Although admittedly, I had to have him explain the tech to me again one-on-one before I truly grasped how the product did what it did.

There was a moment during his presentation when I was looking around at the other audience members and judges and making sure everyone was seeing what I was seeing. That’s how good the presentation was, without fanfare or histrionics.

Problem + Solution = Profit.

There’s a lesson there for every early-stage startup, especially the very early stage. If you need two out of the three minutes of your elevator pitch to explain WHY your solution is needed, you’re probably cooked. On the other hand, if you spend those same two minutes explaining HOW your solution solves a known problem, then you’re totally on the right track.

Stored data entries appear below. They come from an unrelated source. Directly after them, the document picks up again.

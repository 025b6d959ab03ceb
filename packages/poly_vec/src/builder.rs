use std::cell::Cell;
use std::fmt;
use std::marker::PhantomData;

use crate::{DropPolicy, Offset, PolyVec};

/// Builder for creating an instance of [`PolyVec`].
///
/// All settings are optional. The offset type is selected through the type parameter `O`.
///
/// # Examples
///
/// ```
/// use std::fmt::Debug;
///
/// use poly_vec::{DropPolicy, PolyVec};
///
/// let vec = PolyVec::<dyn Debug, u32>::builder()
///     .slot_capacity(64)
///     .byte_capacity(4096)
///     .drop_policy(DropPolicy::MustNotDropItems)
///     .build();
///
/// assert!(vec.byte_capacity() >= 4096);
/// ```
///
/// # Thread safety
///
/// The builder is thread-mobile ([`Send`]) but not thread-safe ([`Sync`]).
#[must_use]
pub struct PolyVecBuilder<I: ?Sized, O: Offset = usize> {
    slot_capacity: usize,
    byte_capacity: usize,
    alignment: usize,
    drop_policy: DropPolicy,

    _types: PhantomData<fn() -> (*const I, O)>,

    // Prevents Sync while allowing Send - builders are thread-mobile but not thread-safe
    _not_sync: PhantomData<Cell<()>>,
}

impl<I: ?Sized, O: Offset> PolyVecBuilder<I, O> {
    #[inline]
    pub(crate) fn new() -> Self {
        Self {
            slot_capacity: 0,
            byte_capacity: 0,
            alignment: align_of::<usize>(),
            drop_policy: DropPolicy::default(),
            _types: PhantomData,
            _not_sync: PhantomData,
        }
    }

    /// Sets the number of slots the container can track before its bookkeeping reallocates.
    ///
    /// # Examples
    ///
    /// ```
    /// use poly_vec::PolyVec;
    ///
    /// let vec = PolyVec::<u64>::builder().slot_capacity(100).build();
    /// ```
    #[inline]
    pub fn slot_capacity(mut self, slots: usize) -> Self {
        self.slot_capacity = slots;
        self
    }

    /// Sets the number of bytes the backing buffer allocates up front.
    ///
    /// # Examples
    ///
    /// ```
    /// use poly_vec::PolyVec;
    ///
    /// let vec = PolyVec::<u64>::builder().byte_capacity(1024).build();
    ///
    /// assert!(vec.byte_capacity() >= 1024);
    /// ```
    #[inline]
    pub fn byte_capacity(mut self, bytes: usize) -> Self {
        self.byte_capacity = bytes;
        self
    }

    /// Sets the initial alignment of the backing buffer's base address.
    ///
    /// The buffer realigns itself automatically when an object with a larger alignment is
    /// inserted. Setting the largest expected alignment up front avoids that relocation.
    /// The default is the alignment of `usize`.
    ///
    /// # Panics
    ///
    /// Panics if `alignment` is not a power of two.
    ///
    /// # Examples
    ///
    /// ```
    /// use poly_vec::PolyVec;
    ///
    /// let vec = PolyVec::<u64>::builder().alignment(64).build();
    ///
    /// assert_eq!(vec.as_ptr() as usize % 64, 0);
    /// ```
    #[inline]
    pub fn alignment(mut self, alignment: usize) -> Self {
        assert!(
            alignment.is_power_of_two(),
            "PolyVec alignment must be a power of two, got {alignment}"
        );
        self.alignment = alignment;
        self
    }

    /// Sets the [drop policy][DropPolicy] for the container. This governs how to treat
    /// remaining objects when the container is dropped.
    ///
    /// # Examples
    ///
    /// ```
    /// use poly_vec::{DropPolicy, PolyVec};
    ///
    /// let vec = PolyVec::<u64>::builder()
    ///     .drop_policy(DropPolicy::MustNotDropItems)
    ///     .build();
    /// ```
    #[inline]
    pub fn drop_policy(mut self, policy: DropPolicy) -> Self {
        self.drop_policy = policy;
        self
    }

    /// Builds the container with the specified configuration.
    #[must_use]
    #[inline]
    pub fn build(self) -> PolyVec<I, O> {
        let mut vec = PolyVec::new_inner(self.alignment, self.drop_policy);
        vec.reserve(self.slot_capacity, self.byte_capacity);
        vec
    }
}

impl<I: ?Sized, O: Offset> fmt::Debug for PolyVecBuilder<I, O> {
    #[cfg_attr(test, mutants::skip)] // No API contract to test.
    fn fmt(&self, f: &mut fmt::Formatter<'_>) -> fmt::Result {
        f.debug_struct("PolyVecBuilder")
            .field("slot_capacity", &self.slot_capacity)
            .field("byte_capacity", &self.byte_capacity)
            .field("alignment", &self.alignment)
            .field("drop_policy", &self.drop_policy)
            .finish_non_exhaustive()
    }
}

#[cfg(test)]
mod tests {
    use std::fmt::Debug;

    use static_assertions::{assert_impl_all, assert_not_impl_any};

    use super::*;

    assert_impl_all!(PolyVecBuilder<dyn Debug>: Send, Debug);
    assert_not_impl_any!(PolyVecBuilder<dyn Debug>: Sync);

    #[test]
    fn builder_new_creates_default_state() {
        let builder = PolyVecBuilder::<dyn Debug>::new();

        assert_eq!(builder.slot_capacity, 0);
        assert_eq!(builder.byte_capacity, 0);
        assert_eq!(builder.alignment, align_of::<usize>());
        assert_eq!(builder.drop_policy, DropPolicy::default());
    }

    #[test]
    fn settings_are_recorded() {
        let builder = PolyVecBuilder::<dyn Debug, u16>::new()
            .slot_capacity(3)
            .byte_capacity(40)
            .alignment(32)
            .drop_policy(DropPolicy::MustNotDropItems);

        assert_eq!(builder.slot_capacity, 3);
        assert_eq!(builder.byte_capacity, 40);
        assert_eq!(builder.alignment, 32);
        assert_eq!(builder.drop_policy, DropPolicy::MustNotDropItems);
    }

    #[test]
    #[should_panic]
    fn non_power_of_two_alignment_panics() {
        _ = PolyVecBuilder::<dyn Debug>::new().alignment(12);
    }

    #[test]
    fn build_applies_capacity_and_alignment() {
        let vec = PolyVecBuilder::<dyn Debug>::new()
            .byte_capacity(256)
            .alignment(128)
            .build();

        assert!(vec.byte_capacity() >= 256);
        assert_eq!(vec.as_ptr() as usize % 128, 0);
        assert!(vec.is_empty());
    }
}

Finally, I wish I could have spent more column-inches on the fact that Howes’ head is in the right place.

During the remaining rounds of the Challenge over the winter and spring, he’s setting up a private alpha and a closed public beta. At that point, Howes says he’ll know enough about the viability of the product to determine whether or not to move on.

Yeah. Three years in the making, a win under their belt, and public and private sector commercial curiosity, and they know enough to know they don’t know about the viability yet.

How can you not like that?

All in all it was nice to see a young entrepreneur who’s in it because he sees a problem and a solution and feels like he can make it happen. Dammit if we don’t need more of those.